→ Assignment:
Every word of the data must be reproduced in your reply exactly.

[Stored data]
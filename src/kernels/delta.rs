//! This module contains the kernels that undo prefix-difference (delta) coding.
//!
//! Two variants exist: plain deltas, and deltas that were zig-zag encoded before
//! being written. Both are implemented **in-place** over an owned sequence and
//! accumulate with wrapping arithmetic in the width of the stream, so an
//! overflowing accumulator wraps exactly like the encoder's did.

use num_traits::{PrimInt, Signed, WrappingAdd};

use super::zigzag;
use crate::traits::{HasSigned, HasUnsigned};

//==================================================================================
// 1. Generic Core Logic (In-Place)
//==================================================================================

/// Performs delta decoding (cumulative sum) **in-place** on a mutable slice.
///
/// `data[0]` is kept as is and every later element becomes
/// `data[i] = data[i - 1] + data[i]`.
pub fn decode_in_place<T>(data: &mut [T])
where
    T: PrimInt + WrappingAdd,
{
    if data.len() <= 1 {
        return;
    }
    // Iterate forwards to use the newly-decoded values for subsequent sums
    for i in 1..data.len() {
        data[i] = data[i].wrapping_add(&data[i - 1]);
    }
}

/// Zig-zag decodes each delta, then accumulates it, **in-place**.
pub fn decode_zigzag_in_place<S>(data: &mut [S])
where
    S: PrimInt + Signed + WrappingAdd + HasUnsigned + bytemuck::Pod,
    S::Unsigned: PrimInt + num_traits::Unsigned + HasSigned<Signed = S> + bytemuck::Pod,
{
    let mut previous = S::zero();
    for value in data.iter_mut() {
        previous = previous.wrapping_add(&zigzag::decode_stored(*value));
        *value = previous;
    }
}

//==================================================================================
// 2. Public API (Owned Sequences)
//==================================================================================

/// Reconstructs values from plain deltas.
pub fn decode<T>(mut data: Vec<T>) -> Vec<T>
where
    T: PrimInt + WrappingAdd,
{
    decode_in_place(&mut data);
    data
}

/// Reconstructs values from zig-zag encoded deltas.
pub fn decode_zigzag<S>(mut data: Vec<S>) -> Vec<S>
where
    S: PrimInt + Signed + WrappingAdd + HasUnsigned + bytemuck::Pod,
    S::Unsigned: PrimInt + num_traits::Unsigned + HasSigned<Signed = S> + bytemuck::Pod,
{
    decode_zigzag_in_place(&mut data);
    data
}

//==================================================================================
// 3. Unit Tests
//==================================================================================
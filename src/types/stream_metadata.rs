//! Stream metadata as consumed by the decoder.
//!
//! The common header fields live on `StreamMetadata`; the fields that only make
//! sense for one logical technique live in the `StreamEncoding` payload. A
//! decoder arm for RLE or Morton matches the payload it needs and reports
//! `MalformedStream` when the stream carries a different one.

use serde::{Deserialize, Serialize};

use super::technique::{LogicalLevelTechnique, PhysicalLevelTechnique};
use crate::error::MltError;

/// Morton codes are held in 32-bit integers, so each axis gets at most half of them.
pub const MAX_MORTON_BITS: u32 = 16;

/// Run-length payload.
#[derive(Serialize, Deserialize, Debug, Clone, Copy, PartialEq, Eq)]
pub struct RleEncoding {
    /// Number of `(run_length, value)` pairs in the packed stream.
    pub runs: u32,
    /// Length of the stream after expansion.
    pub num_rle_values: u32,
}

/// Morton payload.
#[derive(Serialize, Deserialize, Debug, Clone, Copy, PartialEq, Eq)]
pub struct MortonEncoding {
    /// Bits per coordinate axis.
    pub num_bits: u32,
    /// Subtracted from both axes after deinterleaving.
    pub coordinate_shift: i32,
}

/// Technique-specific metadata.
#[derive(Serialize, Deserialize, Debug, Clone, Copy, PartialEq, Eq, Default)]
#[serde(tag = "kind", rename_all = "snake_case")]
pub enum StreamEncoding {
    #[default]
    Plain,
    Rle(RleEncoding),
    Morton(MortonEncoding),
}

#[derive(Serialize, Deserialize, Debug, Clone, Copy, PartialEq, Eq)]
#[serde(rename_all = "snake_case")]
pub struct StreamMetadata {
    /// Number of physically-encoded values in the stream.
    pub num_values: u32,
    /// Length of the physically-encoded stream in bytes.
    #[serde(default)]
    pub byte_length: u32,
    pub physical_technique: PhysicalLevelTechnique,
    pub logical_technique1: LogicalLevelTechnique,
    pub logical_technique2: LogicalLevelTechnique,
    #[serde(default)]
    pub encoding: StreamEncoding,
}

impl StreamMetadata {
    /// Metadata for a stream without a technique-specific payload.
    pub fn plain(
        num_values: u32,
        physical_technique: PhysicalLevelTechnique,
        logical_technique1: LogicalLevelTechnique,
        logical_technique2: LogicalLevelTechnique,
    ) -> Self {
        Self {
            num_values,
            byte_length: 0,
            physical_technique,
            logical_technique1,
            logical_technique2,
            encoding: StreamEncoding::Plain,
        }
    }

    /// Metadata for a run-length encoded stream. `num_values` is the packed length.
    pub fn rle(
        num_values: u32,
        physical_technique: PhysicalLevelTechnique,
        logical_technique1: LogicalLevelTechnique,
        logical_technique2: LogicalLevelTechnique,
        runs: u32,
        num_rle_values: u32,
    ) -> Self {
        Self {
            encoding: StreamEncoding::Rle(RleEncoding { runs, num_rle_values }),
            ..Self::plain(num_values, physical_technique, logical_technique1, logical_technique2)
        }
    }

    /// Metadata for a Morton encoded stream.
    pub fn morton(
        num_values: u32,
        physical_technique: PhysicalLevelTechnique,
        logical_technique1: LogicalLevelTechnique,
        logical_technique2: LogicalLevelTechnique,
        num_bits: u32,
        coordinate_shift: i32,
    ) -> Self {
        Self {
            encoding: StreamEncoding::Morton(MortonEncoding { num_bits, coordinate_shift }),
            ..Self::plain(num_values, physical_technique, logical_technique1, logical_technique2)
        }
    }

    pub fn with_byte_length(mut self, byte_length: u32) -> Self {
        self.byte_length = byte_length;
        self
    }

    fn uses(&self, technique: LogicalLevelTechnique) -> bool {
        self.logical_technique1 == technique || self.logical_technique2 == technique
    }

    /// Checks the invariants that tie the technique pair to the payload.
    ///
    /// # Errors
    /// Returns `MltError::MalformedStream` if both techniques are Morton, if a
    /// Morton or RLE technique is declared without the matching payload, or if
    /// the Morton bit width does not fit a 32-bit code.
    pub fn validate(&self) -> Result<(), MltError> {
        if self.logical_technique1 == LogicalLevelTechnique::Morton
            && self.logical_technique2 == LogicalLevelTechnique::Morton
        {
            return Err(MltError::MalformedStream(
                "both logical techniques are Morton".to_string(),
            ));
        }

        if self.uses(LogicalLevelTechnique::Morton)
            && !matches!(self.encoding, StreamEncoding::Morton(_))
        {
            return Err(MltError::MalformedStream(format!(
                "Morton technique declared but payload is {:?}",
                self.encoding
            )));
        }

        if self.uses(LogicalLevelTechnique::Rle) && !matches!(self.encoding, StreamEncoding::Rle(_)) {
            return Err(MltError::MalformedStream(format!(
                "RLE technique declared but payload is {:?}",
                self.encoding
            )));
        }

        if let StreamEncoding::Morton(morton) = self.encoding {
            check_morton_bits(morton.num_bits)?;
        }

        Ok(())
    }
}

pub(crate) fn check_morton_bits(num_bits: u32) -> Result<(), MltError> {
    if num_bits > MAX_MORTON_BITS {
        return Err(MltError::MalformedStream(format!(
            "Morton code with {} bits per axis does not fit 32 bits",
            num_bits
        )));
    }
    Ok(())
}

→ Solution to the exercise:
filename src/kernels/delta.rs
//! This module contains the kernels that undo prefix-difference (delta) coding.
//!
//! Two variants exist: plain deltas, and deltas that were zig-zag encoded before
//! being written. Both are implemented **in-place** over an owned sequence and
//! accumulate with wrapping arithmetic in the width of the stream, so an
//! overflowing accumulator wraps exactly like the encoder's did.

use num_traits::{PrimInt, Signed, WrappingAdd};

use super::zigzag;
use crate::traits::{HasSigned, HasUnsigned};

//==================================================================================
// 1. Generic Core Logic (In-Place)
//==================================================================================

/// Performs delta decoding (cumulative sum) **in-place** on a mutable slice.
///
/// `data[0]` is kept as is and every later element becomes
/// `data[i] = data[i - 1] + data[i]`.
pub fn decode_in_place<T>(data: &mut [T])
where
    T: PrimInt + WrappingAdd,
{
    if data.len() <= 1 {
        return;
    }
    // Iterate forwards to use the newly-decoded values for subsequent sums
    for i in 1..data.len() {
        data[i] = data[i].wrapping_add(&data[i - 1]);
    }
}

/// Zig-zag decodes each delta, then accumulates it, **in-place**.
pub fn decode_zigzag_in_place<S>(data: &mut [S])
where
    S: PrimInt + Signed + WrappingAdd + HasUnsigned + bytemuck::Pod,
    S::Unsigned: PrimInt + num_traits::Unsigned + HasSigned<Signed = S> + bytemuck::Pod,
{
    let mut previous = S::zero();
    for value in data.iter_mut() {
        previous = previous.wrapping_add(&zigzag::decode_stored(*value));
        *value = previous;
    }
}

//==================================================================================
// 2. Public API (Owned Sequences)
//==================================================================================

/// Reconstructs values from plain deltas.
pub fn decode<T>(mut data: Vec<T>) -> Vec<T>
where
    T: PrimInt + WrappingAdd,
{
    decode_in_place(&mut data);
    data
}

/// Reconstructs values from zig-zag encoded deltas.
pub fn decode_zigzag<S>(mut data: Vec<S>) -> Vec<S>
where
    S: PrimInt + Signed + WrappingAdd + HasUnsigned + bytemuck::Pod,
    S::Unsigned: PrimInt + num_traits::Unsigned + HasSigned<Signed = S> + bytemuck::Pod,
{
    decode_zigzag_in_place(&mut data);
    data
}

//==================================================================================
// 3. Unit Tests
//==================================================================================
filename src/types/stream_metadata.rs
//! Stream metadata as consumed by the decoder.
//!
//! The common header fields live on `StreamMetadata`; the fields that only make
//! sense for one logical technique live in the `StreamEncoding` payload. A
//! decoder arm for RLE or Morton matches the payload it needs and reports
//! `MalformedStream` when the stream carries a different one.

use serde::{Deserialize, Serialize};

use super::technique::{LogicalLevelTechnique, PhysicalLevelTechnique};
use crate::error::MltError;

/// Morton codes are held in 32-bit integers, so each axis gets at most half of them.
pub const MAX_MORTON_BITS: u32 = 16;

/// Run-length payload.
#[derive(Serialize, Deserialize, Debug, Clone, Copy, PartialEq, Eq)]
pub struct RleEncoding {
    /// Number of `(run_length, value)` pairs in the packed stream.
    pub runs: u32,
    /// Length of the stream after expansion.
    pub num_rle_values: u32,
}

/// Morton payload.
#[derive(Serialize, Deserialize, Debug, Clone, Copy, PartialEq, Eq)]
pub struct MortonEncoding {
    /// Bits per coordinate axis.
    pub num_bits: u32,
    /// Subtracted from both axes after deinterleaving.
    pub coordinate_shift: i32,
}

/// Technique-specific metadata.
#[derive(Serialize, Deserialize, Debug, Clone, Copy, PartialEq, Eq, Default)]
#[serde(tag = "kind", rename_all = "snake_case")]
pub enum StreamEncoding {
    #[default]
    Plain,
    Rle(RleEncoding),
    Morton(MortonEncoding),
}

#[derive(Serialize, Deserialize, Debug, Clone, Copy, PartialEq, Eq)]
#[serde(rename_all = "snake_case")]
pub struct StreamMetadata {
    /// Number of physically-encoded values in the stream.
    pub num_values: u32,
    /// Length of the physically-encoded stream in bytes.
    #[serde(default)]
    pub byte_length: u32,
    pub physical_technique: PhysicalLevelTechnique,
    pub logical_technique1: LogicalLevelTechnique,
    pub logical_technique2: LogicalLevelTechnique,
    #[serde(default)]
    pub encoding: StreamEncoding,
}

impl StreamMetadata {
    /// Metadata for a stream without a technique-specific payload.
    pub fn plain(
        num_values: u32,
        physical_technique: PhysicalLevelTechnique,
        logical_technique1: LogicalLevelTechnique,
        logical_technique2: LogicalLevelTechnique,
    ) -> Self {
        Self {
            num_values,
            byte_length: 0,
            physical_technique,
            logical_technique1,
            logical_technique2,
            encoding: StreamEncoding::Plain,
        }
    }

    /// Metadata for a run-length encoded stream. `num_values` is the packed length.
    pub fn rle(
        num_values: u32,
        physical_technique: PhysicalLevelTechnique,
        logical_technique1: LogicalLevelTechnique,
        logical_technique2: LogicalLevelTechnique,
        runs: u32,
        num_rle_values: u32,
    ) -> Self {
        Self {
            encoding: StreamEncoding::Rle(RleEncoding { runs, num_rle_values }),
            ..Self::plain(num_values, physical_technique, logical_technique1, logical_technique2)
        }
    }

    /// Metadata for a Morton encoded stream.
    pub fn morton(
        num_values: u32,
        physical_technique: PhysicalLevelTechnique,
        logical_technique1: LogicalLevelTechnique,
        logical_technique2: LogicalLevelTechnique,
        num_bits: u32,
        coordinate_shift: i32,
    ) -> Self {
        Self {
            encoding: StreamEncoding::Morton(MortonEncoding { num_bits, coordinate_shift }),
            ..Self::plain(num_values, physical_technique, logical_technique1, logical_technique2)
        }
    }

    pub fn with_byte_length(mut self, byte_length: u32) -> Self {
        self.byte_length = byte_length;
        self
    }

    fn uses(&self, technique: LogicalLevelTechnique) -> bool {
        self.logical_technique1 == technique || self.logical_technique2 == technique
    }

    /// Checks the invariants that tie the technique pair to the payload.
    ///
    /// # Errors
    /// Returns `MltError::MalformedStream` if both techniques are Morton, if a
    /// Morton or RLE technique is declared without the matching payload, or if
    /// the Morton bit width does not fit a 32-bit code.
    pub fn validate(&self) -> Result<(), MltError> {
        if self.logical_technique1 == LogicalLevelTechnique::Morton
            && self.logical_technique2 == LogicalLevelTechnique::Morton
        {
            return Err(MltError::MalformedStream(
                "both logical techniques are Morton".to_string(),
            ));
        }

        if self.uses(LogicalLevelTechnique::Morton)
            && !matches!(self.encoding, StreamEncoding::Morton(_))
        {
            return Err(MltError::MalformedStream(format!(
                "Morton technique declared but payload is {:?}",
                self.encoding
            )));
        }

        if self.uses(LogicalLevelTechnique::Rle) && !matches!(self.encoding, StreamEncoding::Rle(_)) {
            return Err(MltError::MalformedStream(format!(
                "RLE technique declared but payload is {:?}",
                self.encoding
            )));
        }

        if let StreamEncoding::Morton(morton) = self.encoding {
            check_morton_bits(morton.num_bits)?;
        }

        Ok(())
    }
}

pub(crate) fn check_morton_bits(num_bits: u32) -> Result<(), MltError> {
    if num_bits > MAX_MORTON_BITS {
        return Err(MltError::MalformedStream(format!(
            "Morton code with {} bits per axis does not fit 32 bits",
            num_bits
        )));
    }
    Ok(())
}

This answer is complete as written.